桂枝加竜骨牡蛎湯は治療で用いる代表的な漢方薬です。他にも、憂鬱感や腹部の膨満感などを訴える「気滞(気鬱)」には半夏厚朴湯や香蘇散、気の不足により食欲や性欲の低下、四肢の無力感、疲れやすさを訴える「気虚」には、補中益気湯や六君子湯、人参養栄湯などを用いて改善をめざします。
頭痛や肩こり、目の下のクマ、月経異常など血の滞りに関連する「瘀血」には当帰芍薬散、桂枝茯苓丸、桃核承気湯などが適しており、血液が不足して抜け毛や肌の乾燥、貧血や立ちくらみなど栄養不良を示す「血虚」には、四物湯、十全大補湯、人参養栄湯などを用います。フレイルに対して人参養栄湯を用いると効果的といった研究も進んでいます。
体内の水分、体液の流れの滞りや分泌異常は「水毒」と呼ばれ、むくみや水太り、多汗や無汗、多尿や乏尿といった排尿異常などが該当し、改善には五苓散や防已黄耆湯などを用います。
その他、抑うつ状態に適応する漢方薬も多くあります。喉の違和感や咳、動悸、めまいなどを伴う場合は半夏厚朴湯、冷え、のぼせ、貧血、疲れやすいなどの訴えがある場合は加味帰脾湯、イライラして焦燥感が強い、神経過敏な場合は抑肝散加陳皮半夏、神経の高ぶり、不眠を伴う場合は抑肝散と、訴える症状に応じて適した漢方薬を選択します。不安を感じる際には、加味逍遙散、桂枝加竜骨牡蛎湯、柴胡加竜骨牡蛎湯などが選択肢にあがります。不眠に対しては酸棗仁湯、抑肝散などがあります。漢方を上手に利用し、栄養をしっかり摂って、心と身体のレジリエンスを高めていきましょう。
【文献】
1)Xue, Q-L. et al. J Gerontol A Biol Sci Med Sci. 2020, 75(2), p.387-393.

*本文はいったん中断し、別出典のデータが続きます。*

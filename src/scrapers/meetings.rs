//! Government meetings scraper (gov.ro).
//!
//! The meetings page groups press releases in `div.sedinte_lista` containers
//! whose `id` carries the meeting day, e.g. `sed_04_Iun`. Only links whose
//! text mentions the marker token (`informatie`) are kept: those are the
//! press releases listing the adopted acts.
//!
//! # Identifiers
//!
//! The container id is the item id and, with the prefix stripped, the date
//! label (`04_Iun`).

use super::{ContentSelectors, FetchedPage, SourceAdapter, fetch_page, resolve_url};
use crate::config::{ListingConfig, SourceConfig};
use crate::errors::{IngestError, Result};
use crate::extractor::parse_selector;
use crate::http::PageFetcher;
use crate::models::{CandidateItem, Source};
use crate::utils::normalize_whitespace;
use futures::FutureExt;
use futures::future::LocalBoxFuture;
use itertools::Itertools;
use scraper::{Html, Selector};
use std::sync::Arc;
use tracing::{debug, error, info, instrument};
use url::Url;

#[derive(Debug)]
pub struct MeetingsAdapter<F> {
    source: Source,
    listing_url: String,
    base: Url,
    container: Selector,
    link: Selector,
    id_prefix: String,
    marker: String,
    content: ContentSelectors,
    fetcher: Arc<F>,
}

impl<F: PageFetcher> MeetingsAdapter<F> {
    pub fn new(config: &SourceConfig, fetcher: Arc<F>) -> Result<Self> {
        let ListingConfig::Meetings {
            container_selector,
            link_selector,
            id_prefix,
            marker,
        } = &config.listing
        else {
            return Err(IngestError::Config(format!(
                "source '{}' is not configured with a meetings listing",
                config.key
            )));
        };
        let base = Url::parse(&config.base_url)
            .map_err(|e| IngestError::Config(format!("source '{}' base_url: {e}", config.key)))?;

        Ok(Self {
            source: config.key,
            listing_url: config.listing_url.clone(),
            base,
            container: parse_selector(container_selector)?,
            link: parse_selector(link_selector)?,
            id_prefix: id_prefix.clone(),
            marker: marker.to_lowercase(),
            content: ContentSelectors::new(&config.content_selectors)?,
            fetcher,
        })
    }

    /// Extract candidates from a parsed meetings page.
    pub fn parse_listing(&self, doc: &Html) -> Vec<CandidateItem> {
        let mut items = Vec::new();
        for container in doc.select(&self.container) {
            let Some(div_id) = container.value().attr("id") else {
                continue;
            };
            let Some(date_label) = div_id.strip_prefix(self.id_prefix.as_str()) else {
                continue;
            };

            for link in container.select(&self.link) {
                let Some(url) = link.value().attr("href").and_then(|h| resolve_url(&self.base, h)) else {
                    continue;
                };
                let title = normalize_whitespace(&link.text().collect::<String>());
                if !title.is_empty() && title.to_lowercase().contains(&self.marker) {
                    items.push(CandidateItem {
                        id: div_id.to_string(),
                        url,
                        title,
                        date_label: date_label.to_string(),
                    });
                }
            }
        }
        // one press release per meeting; later links would reuse the container id
        items.into_iter().unique_by(|i| i.id.clone()).collect()
    }

    #[instrument(level = "info", skip(self), fields(source = %self.source))]
    async fn discover_items(&self) -> Vec<CandidateItem> {
        let html = match self.fetcher.get_text(&self.listing_url).await {
            Ok(html) => html,
            Err(e) => {
                error!(url = %self.listing_url, error = %e, "Meetings listing fetch failed");
                return Vec::new();
            }
        };
        let items = self.parse_listing(&Html::parse_document(&html));
        info!(count = items.len(), url = %self.listing_url, "Indexed meeting press releases");
        debug!(ids = ?items.iter().map(|i| &i.id).collect::<Vec<_>>(), "Meeting ids");
        items
    }
}

impl<F: PageFetcher + 'static> SourceAdapter for MeetingsAdapter<F> {
    fn source(&self) -> Source {
        self.source
    }

    fn discover(&self) -> LocalBoxFuture<'_, Vec<CandidateItem>> {
        self.discover_items().boxed_local()
    }

    fn fetch_content<'a>(&'a self, url: &'a str) -> LocalBoxFuture<'a, FetchedPage> {
        fetch_page(self.fetcher.as_ref(), &self.content, self.source, url).boxed_local()
    }
}

#[cfg(test)]
mod tests {
    use super::*;
    use crate::config::AppConfig;
    use crate::http::testing::CannedFetcher;

    const LISTING: &str = r#"
        <html><body>
          <div class="sedinte_lista" id="sed_04_Iun">
            <a href="/ro/guvernul/sedinte-guvern/informatie-de-presa-04-iunie">Informatie de presă privind actele normative adoptate</a>
            <a href="/ro/guvernul/sedinte-guvern/agenda-04-iunie">Agenda ședinței</a>
            <a href="/ro/guvernul/sedinte-guvern/informatie-suplimentara">Informatie suplimentară</a>
          </div>
          <div class="sedinte_lista" id="sed_28_Mai">
            <a href="https://gov.ro/ro/guvernul/sedinte-guvern/informatie-28-mai">INFORMATIE de presă 28 mai</a>
          </div>
          <div class="sedinte_lista" id="arhiva">
            <a href="/ro/arhiva">Informatie arhivă</a>
          </div>
          <div class="sedinte_lista">
            <a href="/ro/fara-id">Informatie fără id</a>
          </div>
        </body></html>
    "#;

    fn adapter(fetcher: CannedFetcher) -> MeetingsAdapter<CannedFetcher> {
        let config = AppConfig::embedded().unwrap();
        MeetingsAdapter::new(config.source(Source::Gov).unwrap(), Arc::new(fetcher)).unwrap()
    }

    #[test]
    fn test_parse_listing() {
        let adapter = adapter(CannedFetcher::default());
        let items = adapter.parse_listing(&Html::parse_document(LISTING));

        assert_eq!(items.len(), 2);
        assert_eq!(items[0].id, "sed_04_Iun");
        assert_eq!(items[0].date_label, "04_Iun");
        assert_eq!(
            items[0].url,
            "https://gov.ro/ro/guvernul/sedinte-guvern/informatie-de-presa-04-iunie"
        );
        assert_eq!(items[0].title, "Informatie de presă privind actele normative adoptate");
        assert_eq!(items[1].id, "sed_28_Mai");
        assert_eq!(items[1].date_label, "28_Mai");
    }

    #[tokio::test]
    async fn test_discover_via_fetcher() {
        let config = AppConfig::embedded().unwrap();
        let gov = config.source(Source::Gov).unwrap();
        let fetcher = CannedFetcher::default().with_page(&gov.listing_url, LISTING);
        let adapter = adapter(fetcher);
        let items = adapter.discover().await;
        assert_eq!(items.len(), 2);
    }

    #[tokio::test]
    async fn test_discover_failure_is_empty() {
        let adapter = adapter(CannedFetcher::default());
        assert!(adapter.discover().await.is_empty());
    }

    #[tokio::test]
    async fn test_fetch_content_uses_source_selectors() {
        let url = "https://gov.ro/ro/guvernul/sedinte-guvern/informatie-de-presa-04-iunie";
        let page = r#"<div id="content"><div class="description"><p>HOTĂRÂRE   privind</p></div></div>"#;
        let adapter = adapter(CannedFetcher::default().with_page(url, page));
        let fetched = adapter.fetch_content(url).await;
        assert_eq!(fetched.text, "HOTĂRÂRE privind");
        assert!(fetched.document.is_some());
    }

    #[test]
    fn test_wrong_listing_kind_rejected() {
        let config = AppConfig::embedded().unwrap();
        let res = MeetingsAdapter::new(
            config.source(Source::Ms).unwrap(),
            Arc::new(CannedFetcher::default()),
        );
        assert!(res.is_err());
    }
}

2)Taniguchi, Y. et al. J Gerontol A Biol Sci Med Sci. 2014, 69(10), p.1276-1283.
3)Moore, DR. et al. J Gerontol A Biol Sci Med Sci. 2015, 70(1), p.57-62.
4)柴田重信「. 時間栄養学 時間運動学に基づく健康科学」の資料より
5)寺野隆. アンチ・エイジ医. 2010, 6(4), p.540-547.
6)Harrell, RF. J. Nutr. 1946, 31(3), p.283-298.